We took her 'out for lunch' - the CH had said to arrive for lunchtime, and this worked well. We took some of her things, surreptitiously packed the night before, and took the rest over later. Although it would have been obvious to anyone else that we were having our very nice lunch in a CH dining room, she honestly thought it was a restaurant.

If you think he is likely to be difficult, or to refuse to go, and there is no alternative to the CH, then personally I would not feel at all bad about 'love lies'. I would ask the staff in advance how to handle it once you are there - they will almost certainly be used to dealing with such situations.
 

Quilty

Registered User
Aug 28, 2014
1,050
0
GLASGOW
I was in the same situation with my Mum. I always said she would stay at home while she was happy. Once she did not recognise her own home and was scared to go downstairs as she though other people where there.....time to do something else. She ended up in hospital and then went to the care home. We tried a care package with 3 visits a day but she refused to cooperate. She ended up in hospital with chest and urine infections and severe dehydration which was causing her to fall.
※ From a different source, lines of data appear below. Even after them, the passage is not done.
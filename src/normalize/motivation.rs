use serde_json::Value;

use super::{MOTIVATION_TEXT_FIELDS, NormalizedItem, first_present};
use crate::payload::pretty;

pub const EMPTY_MOTIVATION: &str = "(empty response)";

/// Quote-like field of an object, else the whole payload, pretty-printed.
pub fn normalize_motivation(payload: &Value) -> NormalizedItem {
    let display = match payload {
        Value::Object(map) => first_present(map, MOTIVATION_TEXT_FIELDS).unwrap_or(payload),
        other => other,
    };

    let text = pretty(display);
    if text.is_empty() {
        NormalizedItem::titled(EMPTY_MOTIVATION)
    } else {
        NormalizedItem::titled(text)
    }
}
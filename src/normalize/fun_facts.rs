use serde_json::Value;

use super::title::extract_title_value;
use crate::payload::{display_string, is_present};

pub const UNTITLED_FACT: &str = "(untitled fact)";

/// Raw fact entries from whatever the fun-fact endpoint returned.
///
/// Servers have been seen returning `{"facts": [...]}`, a bare array,
/// `{"facts": "..."}`, and all of those again as a JSON-encoded string.
pub fn collect_fact_entries(payload: &Value) -> Vec<Value> {
    if let Some(Value::Array(facts)) = payload.get("facts") {
        return facts.clone();
    }
    if let Value::Array(items) = payload {
        return items.clone();
    }
    if let Some(Value::String(fact)) = payload.get("facts") {
        return vec![Value::String(fact.clone())];
    }
    if let Value::String(text) = payload {
        let Ok(mut parsed) = serde_json::from_str::<Value>(text) else {
            return vec![Value::String(text.clone())];
        };
        if let Some(Value::Array(facts)) = parsed.get_mut("facts") {
            return std::mem::take(facts);
        }
        return match parsed {
            Value::Array(items) => items,
            other if is_present(&other) => vec![other],
            _ => vec![Value::String(text.clone())],
        };
    }
    vec![Value::String(display_string(payload))]
}

/// Ordered fact titles; entries with no extractable title get a placeholder.
pub fn normalize_fun_facts(payload: &Value) -> Vec<String> {
    collect_fact_entries(payload)
        .iter()
        .map(|entry| {
            let title = extract_title_value(entry);
            if title.is_empty() {
                UNTITLED_FACT.to_string()
            } else {
                title
            }
        })
        .collect()
}
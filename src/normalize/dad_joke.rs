use serde_json::Value;

use super::{
    JOKE_BODY_FIELDS, JOKE_ITEM_TITLE_FIELDS, JOKE_OBJECT_TITLE_FIELDS, NormalizedItem,
    first_present_in,
};
use crate::payload::{display_string, is_present, pretty};

pub const UNTITLED_JOKE: &str = "(untitled joke)";

/// Title and punchline from a joke payload.
///
/// `None` means the endpoint answered with nothing usable (null, `""`,
/// `false` or `0`) and the caller should say so instead of rendering.
pub fn normalize_dad_joke(payload: &Value) -> Option<NormalizedItem> {
    if !is_present(payload) {
        return None;
    }

    let (title, body) = match payload {
        Value::String(s) => (Some(s.clone()), None),
        Value::Array(items) if !items.is_empty() => {
            let item = &items[0];
            let title = first_present_in(item, JOKE_ITEM_TITLE_FIELDS)
                .map(display_string)
                .unwrap_or_else(|| pretty(item));
            (Some(title), body_of(item))
        }
        Value::Array(_) | Value::Object(_) => {
            let title = first_present_in(payload, JOKE_OBJECT_TITLE_FIELDS)
                .map(display_string)
                .or_else(|| {
                    payload
                        .get("data")
                        .and_then(Value::as_str)
                        .map(str::to_string)
                });
            (title, body_of(payload))
        }
        other => (Some(display_string(other)), None),
    };

    Some(NormalizedItem {
        title: title
            .filter(|t| !t.is_empty())
            .unwrap_or_else(|| UNTITLED_JOKE.to_string()),
        body,
    })
}

fn body_of(value: &Value) -> Option<String> {
    first_present_in(value, JOKE_BODY_FIELDS).map(display_string)
}
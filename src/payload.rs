//! Decoded response bodies and the generic pretty-printer

use std::borrow::Cow;
use std::fmt;

use serde::Serialize;
use serde_json::Value;

/// Which request path produced a payload
#[derive(Debug, Clone, Copy, PartialEq, Eq, Serialize)]
#[serde(rename_all = "lowercase")]
pub enum Via {
    Direct,
    Proxy,
}

impl Via {
    pub fn as_str(&self) -> &'static str {
        match self {
            Via::Direct => "direct",
            Via::Proxy => "proxy",
        }
    }
}

impl fmt::Display for Via {
    fn fmt(&self, f: &mut fmt::Formatter<'_>) -> fmt::Result {
        f.write_str(self.as_str())
    }
}

/// Body of a successful response: parsed JSON, or the text as received.
#[derive(Debug, Clone, PartialEq)]
pub enum Payload {
    Parsed(Value),
    Raw(String),
}

impl Payload {
    /// Try JSON first; anything that does not parse stays raw text.
    pub fn decode(text: String) -> Self {
        match serde_json::from_str::<Value>(&text) {
            Ok(value) => Payload::Parsed(value),
            Err(_) => Payload::Raw(text),
        }
    }

    /// View the payload as a JSON value; raw text becomes a JSON string.
    pub fn value(&self) -> Cow<'_, Value> {
        match self {
            Payload::Parsed(value) => Cow::Borrowed(value),
            Payload::Raw(text) => Cow::Owned(Value::String(text.clone())),
        }
    }
}

/// Strings render verbatim, everything else as 2-space indented JSON.
pub fn pretty(value: &Value) -> String {
    match value {
        Value::String(s) => s.clone(),
        Value::Null => "null".to_string(),
        other => serde_json::to_string_pretty(other).unwrap_or_else(|_| other.to_string()),
    }
}

/// Single-line string form: strings verbatim, other values as compact JSON.
pub fn display_string(value: &Value) -> String {
    match value {
        Value::String(s) => s.clone(),
        other => other.to_string(),
    }
}

/// Falsy in the loose sense the remote APIs rely on: null, false, 0 and "".
pub fn is_present(value: &Value) -> bool {
    match value {
        Value::Null => false,
        Value::Bool(b) => *b,
        Value::Number(n) => n.as_f64().is_some_and(|f| f != 0.0),
        Value::String(s) => !s.is_empty(),
        Value::Array(_) | Value::Object(_) => true,
    }
}
//! Clipboard sink
//!
//! The board hands copyable text to a [`ClipboardSink`]. The CLI pipes it into
//! whatever command the user configured (`wl-copy`, `xclip -selection
//! clipboard`, `pbcopy`, ...).

use std::process::Stdio;
use std::time::Duration;

use async_trait::async_trait;
use serde::Serialize;
use tokio::io::AsyncWriteExt;
use tokio::process::Command;

use crate::error::ClipboardError;

/// How long copy feedback stays visible before reverting to [`CopyFeedback::Idle`]
pub const COPY_FEEDBACK_MS: u64 = 1200;

/// Label state of a section's copy button
#[derive(Debug, Clone, Copy, PartialEq, Eq, Serialize)]
#[serde(rename_all = "lowercase")]
pub enum CopyFeedback {
    Idle,
    Copied,
    Failed,
}

impl CopyFeedback {
    pub fn label(&self) -> &'static str {
        match self {
            CopyFeedback::Idle => "Copy",
            CopyFeedback::Copied => "Copied!",
            CopyFeedback::Failed => "Failed",
        }
    }
}

#[async_trait]
pub trait ClipboardSink: Send + Sync {
    async fn write_text(&self, text: &str) -> Result<(), ClipboardError>;
}

/// Pipes text into an external command's stdin
#[derive(Debug, Clone)]
pub struct CommandClipboard {
    program: String,
    args: Vec<String>,
    timeout_ms: u64,
}

impl CommandClipboard {
    /// Split a command line on whitespace; the first word is the program.
    pub fn from_command_line(command: &str, timeout_ms: u64) -> Result<Self, ClipboardError> {
        let mut words = command.split_whitespace().map(str::to_string);
        let program = words.next().ok_or(ClipboardError::NotConfigured)?;
        Ok(Self {
            program,
            args: words.collect(),
            timeout_ms,
        })
    }

    pub fn program(&self) -> &str {
        &self.program
    }

    pub fn args(&self) -> &[String] {
        &self.args
    }

    async fn pipe(&self, text: &str) -> Result<(), ClipboardError> {
        let mut child = Command::new(&self.program)
            .args(&self.args)
            .kill_on_drop(true)
            .stdin(Stdio::piped())
            .stdout(Stdio::null())
            .stderr(Stdio::null())
            .spawn()
            .map_err(|e| ClipboardError::Spawn {
                program: self.program.clone(),
                message: e.to_string(),
            })?;

        if let Some(mut stdin) = child.stdin.take() {
            stdin
                .write_all(text.as_bytes())
                .await
                .map_err(|e| ClipboardError::Write {
                    message: e.to_string(),
                })?;
            // close stdin so the command sees EOF
            drop(stdin);
        }

        let status = child.wait().await.map_err(|e| ClipboardError::Write {
            message: e.to_string(),
        })?;
        if status.success() {
            Ok(())
        } else {
            Err(ClipboardError::Exit {
                code: status.code(),
            })
        }
    }
}

#[async_trait]
impl ClipboardSink for CommandClipboard {
    async fn write_text(&self, text: &str) -> Result<(), ClipboardError> {
        tokio::time::timeout(Duration::from_millis(self.timeout_ms), self.pipe(text))
            .await
            .map_err(|_| ClipboardError::Timeout {
                timeout_ms: self.timeout_ms,
            })?
    }
}

/// Clipboard for setups without one; every write fails with `NotConfigured`.
#[derive(Debug, Clone, Default)]
pub struct NoClipboard;

#[async_trait]
impl ClipboardSink for NoClipboard {
    async fn write_text(&self, _text: &str) -> Result<(), ClipboardError> {
        Err(ClipboardError::NotConfigured)
    }
}

#[cfg(test)]
mod tests {
    use super::*;

    #[test]
    fn test_command_line_parsing() {
        let clip = CommandClipboard::from_command_line("xclip -selection clipboard", 1000).unwrap();
        assert_eq!(clip.program(), "xclip");
        assert_eq!(clip.args().to_vec(), vec!["-selection", "clipboard"]);
    }

    #[test]
    fn test_empty_command_line() {
        assert!(matches!(
            CommandClipboard::from_command_line("   ", 1000),
            Err(ClipboardError::NotConfigured)
        ));
    }

    #[test]
    fn test_feedback_labels() {
        assert_eq!(CopyFeedback::Idle.label(), "Copy");
        assert_eq!(CopyFeedback::Copied.label(), "Copied!");
        assert_eq!(CopyFeedback::Failed.label(), "Failed");
    }

    #[cfg(unix)]
    #[tokio::test]
    async fn test_pipe_into_cat() {
        let clip = CommandClipboard::from_command_line("cat", 5000).unwrap();
        assert!(clip.write_text("hello").await.is_ok());
    }

    #[cfg(unix)]
    #[tokio::test]
    async fn test_failing_command() {
        let clip = CommandClipboard::from_command_line("false", 5000).unwrap();
        assert!(clip.write_text("hello").await.is_err());
    }

    #[tokio::test]
    async fn test_missing_program() {
        let clip =
            CommandClipboard::from_command_line("definitely-not-a-clipboard-tool-xyz", 5000).unwrap();
        assert!(matches!(
            clip.write_text("hello").await,
            Err(ClipboardError::Spawn { .. })
        ));
    }

    #[tokio::test]
    async fn test_no_clipboard() {
        assert!(NoClipboard.write_text("x").await.is_err());
    }
}
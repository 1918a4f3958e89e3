//! Payload normalizers
//!
//! Pure functions that turn a payload of unknown shape into something a
//! renderer can show. None of them fail; unknown shapes degrade to a string
//! rendering of whatever arrived.

pub mod dad_joke;
pub mod fun_facts;
pub mod motivation;
pub mod title;

use serde::Serialize;
use serde_json::{Map, Value};

use crate::payload::is_present;

pub use dad_joke::normalize_dad_joke;
pub use fun_facts::{collect_fact_entries, normalize_fun_facts};
pub use motivation::normalize_motivation;
pub use title::{extract_title, extract_title_value};

#[derive(Debug, Clone, PartialEq, Eq, Serialize)]
pub struct NormalizedItem {
    pub title: String,
    #[serde(skip_serializing_if = "Option::is_none")]
    pub body: Option<String>,
}

impl NormalizedItem {
    pub fn titled(title: impl Into<String>) -> Self {
        Self {
            title: title.into(),
            body: None,
        }
    }
}

/// Candidate field names, tried in order.
pub type FieldCandidates = &'static [&'static str];

pub const MOTIVATION_TEXT_FIELDS: FieldCandidates =
    &["quote", "motivation", "text", "message", "content"];
pub const JOKE_ITEM_TITLE_FIELDS: FieldCandidates = &["title", "joke", "setup", "id"];
pub const JOKE_OBJECT_TITLE_FIELDS: FieldCandidates = &["title", "setup", "joke", "message"];
pub const JOKE_BODY_FIELDS: FieldCandidates = &["punchline", "body", "content", "answer"];

/// First candidate key whose value is present (not null, false, 0 or "").
pub fn first_present<'a>(map: &'a Map<String, Value>, candidates: &[&str]) -> Option<&'a Value> {
    candidates
        .iter()
        .filter_map(|key| map.get(*key))
        .find(|value| is_present(value))
}

/// Same lookup for a value that may not be an object at all.
pub fn first_present_in<'a>(value: &'a Value, candidates: &[&str]) -> Option<&'a Value> {
    value.as_object().and_then(|map| first_present(map, candidates))
}
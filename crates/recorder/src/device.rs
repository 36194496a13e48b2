use crate::config::CameraConfig;
use crate::decoder::{FrameDecoder, MjpegDecoder, YuyvDecoder};
use crate::errors::{OpenError, ReadError};
use crate::frame::{FlipMethod, Frame};
use anyhow::{Context, Result, anyhow};
use common::retry_with_backoff;
use std::sync::atomic::{AtomicBool, Ordering};
use v4l::{
    Device, FourCC,
    buffer::Type,
    io::{mmap::Stream, traits::CaptureStream},
    video::Capture,
};

const BUFFER_COUNT: u32 = 4;

const FOURCC_YUYV: FourCC = FourCC { repr: *b"YUYV" };
const FOURCC_MJPG: FourCC = FourCC { repr: *b"MJPG" };

pub type ReadResult = Result<Option<Frame>, ReadError>;

#[derive(Debug, Clone, Copy)]
pub struct DeviceInfo {
    pub width: u32,
    pub height: u32,
    pub frame_rate: f64,
}

/// Hardware capture boundary.
///
/// The blocking read loop lives inside the device because the underlying
/// capture stream borrows the device handle; the producer thread calls
/// `pump` once and receives every read result through `deliver`.
pub trait CaptureDevice: Send + 'static {
    fn info(&self) -> DeviceInfo;

    /// Blocking read loop. Delivers `Ok(Some(frame))` per decoded frame,
    /// `Ok(None)` when the hardware returned no data, and `Err` on a
    /// transient read failure. Returns once `running` is cleared, or with an
    /// error if the stream itself cannot be brought up.
    fn pump(
        &mut self,
        running: &AtomicBool,
        deliver: &mut dyn FnMut(ReadResult),
    ) -> Result<(), ReadError>;
}

#[derive(Debug, Clone, Copy, PartialEq, Eq)]
enum PixelFormat {
    Yuyv,
    Mjpeg,
}

fn open_device(sensor_id: u32) -> Result<Device> {
    let device = Device::new(sensor_id as usize)
        .with_context(|| format!("failed to open /dev/video{sensor_id}"))?;
    device.query_caps().context("failed to query capabilities")?;
    Ok(device)
}

/// Select best pixel format: prefer YUYV (faster decode), fallback to MJPEG
fn select_format(device: &Device) -> Result<PixelFormat> {
    let formats = device.enum_formats()?;

    tracing::debug!("Available formats:");
    for fmt in &formats {
        tracing::debug!("  {:?}: {}", fmt.fourcc, fmt.description);
    }

    if formats.iter().any(|f| f.fourcc == FOURCC_YUYV) {
        return Ok(PixelFormat::Yuyv);
    }

    if formats.iter().any(|f| f.fourcc == FOURCC_MJPG) {
        return Ok(PixelFormat::Mjpeg);
    }

    Err(anyhow!(
        "Camera supports neither YUYV nor MJPEG - available: {:?}",
        formats.iter().map(|f| f.fourcc).collect::<Vec<_>>()
    ))
}

/// A V4L2-backed capture device.
///
/// Each sensor is position-bound (left/right), so there is no fallback
/// scanning to other video devices: opening the wrong sensor would silently
/// record the wrong viewpoint.
pub struct V4lDevice {
    sensor_id: u32,
    device: Device,
    capture_width: u32,
    capture_height: u32,
    output_width: u32,
    output_height: u32,
    frame_rate: f64,
    flip: FlipMethod,
    decoder: Box<dyn FrameDecoder>,
}

impl V4lDevice {
    pub fn open(config: &CameraConfig) -> Result<Self, OpenError> {
        let sensor_id = config.sensor_id;
        let unavailable = |e: &dyn std::fmt::Display| OpenError::Unavailable {
            sensor_id,
            reason: e.to_string(),
        };

        let device = retry_with_backoff(|| open_device(sensor_id), 5, 200, "Camera open")
            .map_err(|e| unavailable(&e))?;

        let caps = device.query_caps().map_err(|e| unavailable(&e))?;
        tracing::info!("Camera {} opened: {} ({})", sensor_id, caps.card, caps.driver);

        let pixel_format = select_format(&device).map_err(|e| unavailable(&e))?;
        let fourcc = match pixel_format {
            PixelFormat::Yuyv => FOURCC_YUYV,
            PixelFormat::Mjpeg => FOURCC_MJPG,
        };

        let mut format = device.format().map_err(|e| unavailable(&e))?;
        format.fourcc = fourcc;
        format.width = config.capture_width;
        format.height = config.capture_height;
        let format = device.set_format(&format).map_err(|e| unavailable(&e))?;

        tracing::info!(
            "Camera {} capture format: {}x{} {:?} ({:?})",
            sensor_id,
            format.width,
            format.height,
            format.fourcc,
            pixel_format
        );

        let decoder: Box<dyn FrameDecoder> = match pixel_format {
            PixelFormat::Yuyv => Box::new(YuyvDecoder),
            PixelFormat::Mjpeg => Box::new(MjpegDecoder::new().map_err(|e| unavailable(&e))?),
        };

        // The driver reports the rate it actually granted; fall back to the
        // configured rate if the query fails.
        let frame_rate = device
            .params()
            .ok()
            .map(|p| p.interval.denominator as f64 / p.interval.numerator as f64)
            .unwrap_or(config.frame_rate as f64);
        tracing::info!("Camera {} frame rate: {:.1} fps", sensor_id, frame_rate);

        // Probe read: opening succeeds only if the first frame comes back.
        {
            let mut stream = Stream::with_buffers(&device, Type::VideoCapture, BUFFER_COUNT)
                .map_err(|e| OpenError::ProbeFailed {
                    sensor_id,
                    reason: e.to_string(),
                })?;
            stream.next().map_err(|e| OpenError::ProbeFailed {
                sensor_id,
                reason: e.to_string(),
            })?;
        }

        Ok(Self {
            sensor_id,
            device,
            capture_width: format.width,
            capture_height: format.height,
            output_width: config.output_width,
            output_height: config.output_height,
            frame_rate,
            flip: config.flip,
            decoder,
        })
    }
}

impl CaptureDevice for V4lDevice {
    fn info(&self) -> DeviceInfo {
        DeviceInfo {
            width: self.output_width,
            height: self.output_height,
            frame_rate: self.frame_rate,
        }
    }

    fn pump(
        &mut self,
        running: &AtomicBool,
        deliver: &mut dyn FnMut(ReadResult),
    ) -> Result<(), ReadError> {
        let Self {
            sensor_id,
            device,
            capture_width,
            capture_height,
            output_width,
            output_height,
            flip,
            decoder,
            ..
        } = self;

        let mut stream = Stream::with_buffers(device, Type::VideoCapture, BUFFER_COUNT)
            .map_err(|e| ReadError(format!("failed to create capture stream: {e}")))?;

        tracing::info!(
            "Camera {} streaming at {}x{}",
            sensor_id,
            capture_width,
            capture_height
        );

        while running.load(Ordering::Relaxed) {
            match stream.next() {
                Ok((data, _meta)) => {
                    if data.is_empty() {
                        deliver(Ok(None));
                        continue;
                    }
                    match decoder.decode(data, *capture_width, *capture_height) {
                        Ok(frame) => {
                            let frame = frame
                                .flipped(*flip)
                                .resized_nearest(*output_width, *output_height);
                            deliver(Ok(Some(frame)));
                        }
                        Err(e) => deliver(Err(ReadError(format!("decode error: {e}")))),
                    }
                }
                Err(e) => deliver(Err(ReadError(e.to_string()))),
            }
        }

        Ok(())
    }
}
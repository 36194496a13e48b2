use crate::config::CameraConfig;
use crate::errors::PairError;
use crate::source::FrameSource;

/// Owns both camera sources and drives their lifecycle together.
///
/// The pair either comes up whole or not at all: on any partial failure the
/// source that did start is stopped and released before the error surfaces,
/// so no threads or handles leak.
pub struct SourcePair {
    left: FrameSource,
    right: FrameSource,
}

impl SourcePair {
    pub fn open_and_start(configs: &[CameraConfig; 2]) -> Result<Self, PairError> {
        let left = FrameSource::open(&configs[0]).map_err(|e| PairError::Open {
            sensor_id: configs[0].sensor_id,
            source: e,
        })?;

        let right = match FrameSource::open(&configs[1]) {
            Ok(right) => right,
            Err(e) => {
                // left is not started yet; dropping it releases the handle
                return Err(PairError::Open {
                    sensor_id: configs[1].sensor_id,
                    source: e,
                });
            }
        };

        Self::start_pair(left, right)
    }

    /// Start two already-opened sources as a pair.
    pub fn start_pair(mut left: FrameSource, mut right: FrameSource) -> Result<Self, PairError> {
        if let Err(e) = left.start() {
            let sensor_id = left.camera_id();
            left.release();
            right.release();
            return Err(PairError::Start {
                sensor_id,
                source: e,
            });
        }

        if let Err(e) = right.start() {
            let sensor_id = right.camera_id();
            left.stop();
            left.release();
            right.release();
            return Err(PairError::Start {
                sensor_id,
                source: e,
            });
        }

        tracing::info!(
            "Camera pair running (left={}, right={})",
            left.camera_id(),
            right.camera_id()
        );
        Ok(Self { left, right })
    }

    pub fn left(&self) -> &FrameSource {
        &self.left
    }

    pub fn right(&self) -> &FrameSource {
        &self.right
    }

    /// Stop and release both sources. Idempotent.
    pub fn shutdown(&mut self) {
        self.left.stop();
        self.left.release();
        self.right.stop();
        self.right.release();
    }
}
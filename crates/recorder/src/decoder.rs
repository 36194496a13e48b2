use crate::frame::Frame;
use anyhow::{Context, Result, ensure};

/// Trait for decoding raw camera buffers into owned RGB frames.
pub trait FrameDecoder: Send {
    fn decode(&mut self, raw: &[u8], width: u32, height: u32) -> Result<Frame>;
}

/// YUYV (YUV 4:2:2) decoder.
///
/// YUYV packs 2 pixels in 4 bytes: [Y0, U, Y1, V]
pub struct YuyvDecoder;

impl FrameDecoder for YuyvDecoder {
    fn decode(&mut self, raw: &[u8], width: u32, height: u32) -> Result<Frame> {
        let bytes_per_row = (width * 2) as usize;
        ensure!(
            raw.len() >= bytes_per_row * height as usize,
            "YUYV buffer too short: {} bytes for {}x{}",
            raw.len(),
            width,
            height
        );

        let stride = raw.len() / height as usize;
        let mut pixels = Vec::with_capacity((width * height * 3) as usize);

        for row in 0..height as usize {
            let row_start = row * stride;
            let row_data = &raw[row_start..row_start + bytes_per_row];

            for chunk in row_data.chunks_exact(4) {
                let y0 = chunk[0] as i32;
                let u = chunk[1] as i32 - 128;
                let y1 = chunk[2] as i32;
                let v = chunk[3] as i32 - 128;

                // BT.601 fixed-point coefficients (8-bit fraction)
                // R = Y + 1.402*V  -> Y + (359*V >> 8)
                // G = Y - 0.344*U - 0.714*V -> Y - ((88*U + 183*V) >> 8)
                // B = Y + 1.772*U -> Y + (454*U >> 8)
                let rv = (359 * v) >> 8;
                let gu = (88 * u + 183 * v) >> 8;
                let bu = (454 * u) >> 8;

                pixels.push((y0 + rv).clamp(0, 255) as u8);
                pixels.push((y0 - gu).clamp(0, 255) as u8);
                pixels.push((y0 + bu).clamp(0, 255) as u8);

                pixels.push((y1 + rv).clamp(0, 255) as u8);
                pixels.push((y1 - gu).clamp(0, 255) as u8);
                pixels.push((y1 + bu).clamp(0, 255) as u8);
            }
        }

        Ok(Frame::rgb(width, height, pixels))
    }
}

/// MJPEG decoder using turbojpeg (libjpeg-turbo).
pub struct MjpegDecoder {
    decompressor: turbojpeg::Decompressor,
}

impl MjpegDecoder {
    pub fn new() -> Result<Self> {
        Ok(Self {
            decompressor: turbojpeg::Decompressor::new()
                .context("failed to create turbojpeg decompressor")?,
        })
    }
}

impl FrameDecoder for MjpegDecoder {
    fn decode(&mut self, raw: &[u8], _width: u32, _height: u32) -> Result<Frame> {
        let header = self.decompressor.read_header(raw)?;
        let width = header.width;
        let height = header.height;

        let mut pixels = vec![0u8; width * height * 3];
        let output = turbojpeg::Image {
            pixels: &mut pixels[..],
            width,
            pitch: width * 3,
            height,
            format: turbojpeg::PixelFormat::RGB,
        };
        self.decompressor.decompress(raw, output)?;

        Ok(Frame::rgb(width as u32, height as u32, pixels))
    }
}

#[cfg(test)]
mod tests {
    use super::*;

    #[test]
    fn test_yuyv_decoder_neutral_gray() {
        let mut decoder = YuyvDecoder;
        // 2x1 image: 2 pixels = 4 bytes YUYV
        // Y=128 (gray), U=128, V=128 (neutral chroma)
        let yuyv = vec![128, 128, 128, 128];
        let frame = decoder.decode(&yuyv, 2, 1).unwrap();
        assert_eq!(frame.width, 2);
        assert_eq!(frame.height, 1);
        assert_eq!(frame.pixels.len(), 6);
        // Neutral chroma decodes to gray within rounding error
        for byte in &frame.pixels {
            assert!(byte.abs_diff(128) <= 2, "expected gray, got {byte}");
        }
    }

    #[test]
    fn test_yuyv_decoder_short_buffer() {
        let mut decoder = YuyvDecoder;
        let yuyv = vec![0u8; 4];
        assert!(decoder.decode(&yuyv, 640, 480).is_err());
    }

    #[test]
    fn test_mjpeg_decoder_invalid_data() {
        let mut decoder = MjpegDecoder::new().unwrap();
        let invalid = vec![0, 1, 2, 3];
        assert!(decoder.decode(&invalid, 640, 480).is_err());
    }

    #[test]
    fn test_mjpeg_decoder_round_trip() {
        use image::{ImageEncoder, codecs::jpeg::JpegEncoder};

        let (width, height) = (32u32, 16u32);
        let rgb = vec![200u8; (width * height * 3) as usize];
        let mut jpeg = Vec::new();
        JpegEncoder::new_with_quality(&mut jpeg, 90)
            .write_image(&rgb, width, height, image::ExtendedColorType::Rgb8)
            .unwrap();

        let mut decoder = MjpegDecoder::new().unwrap();
        let frame = decoder.decode(&jpeg, width, height).unwrap();
        assert_eq!(frame.width, width);
        assert_eq!(frame.height, height);
        assert_eq!(frame.pixels.len(), (width * height * 3) as usize);
    }
}
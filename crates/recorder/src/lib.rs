pub mod config;
pub mod decoder;
pub mod device;
pub mod display;
pub mod errors;
pub mod frame;
pub mod pacing;
pub mod segment;
pub mod session;
pub mod sink;
pub mod source;
pub mod supervisor;
pub mod upload;

pub use frame::{Frame, compose_side_by_side};
pub use source::FrameSource;
pub use supervisor::SourcePair;
use std::time::Duration;

/// Retry a function with exponential backoff
///
/// # Arguments
/// * `f` - The function to retry
/// * `max_retries` - Maximum number of retry attempts
/// * `base_delay_ms` - Initial delay in milliseconds (doubles each retry)
/// * `operation_name` - Human-readable name for logging
pub fn retry_with_backoff<F, T, E>(
    mut f: F,
    max_retries: u32,
    base_delay_ms: u64,
    operation_name: &str,
) -> Result<T, E>
where
    F: FnMut() -> Result<T, E>,
    E: std::fmt::Display,
{
    for attempt in 0..max_retries {
        match f() {
            Ok(result) => return Ok(result),
            Err(e) => {
                if attempt < max_retries - 1 {
                    let delay_ms = base_delay_ms * 2_u64.pow(attempt);
                    tracing::warn!(
                        "{} failed (attempt {}/{}): {}. Retrying in {}ms...",
                        operation_name,
                        attempt + 1,
                        max_retries,
                        e,
                        delay_ms
                    );
                    std::thread::sleep(Duration::from_millis(delay_ms));
                } else {
                    tracing::error!(
                        "{} failed after {} attempts: {}",
                        operation_name,
                        max_retries,
                        e
                    );
                    return Err(e);
                }
            }
        }
    }
    unreachable!()
}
Emotionally you dont want to do this, but logically you know he needs 24hr care, especially if he is wandering.

If this was happening to your best friend what would you say to them? Be your own best friend and be kind to yourself. He needs to be safe and cared for. Pick a good place and you will find he might even have friends and a little happiness too.

Keep posting as it helps and we all understand. Love Quilty
 

pippop1

Registered User
Apr 8, 2013
498
0
We did the same. Told MIL we were going out for tea and took her to the CH. Had bought a few days worth of clothes and named them and also new comb and toiletries packed. Sad but it was for the best.

She had no idea it was a CH but would never have agreed to go if she had worked it out. She's happy now but still doesn't know that she lives there.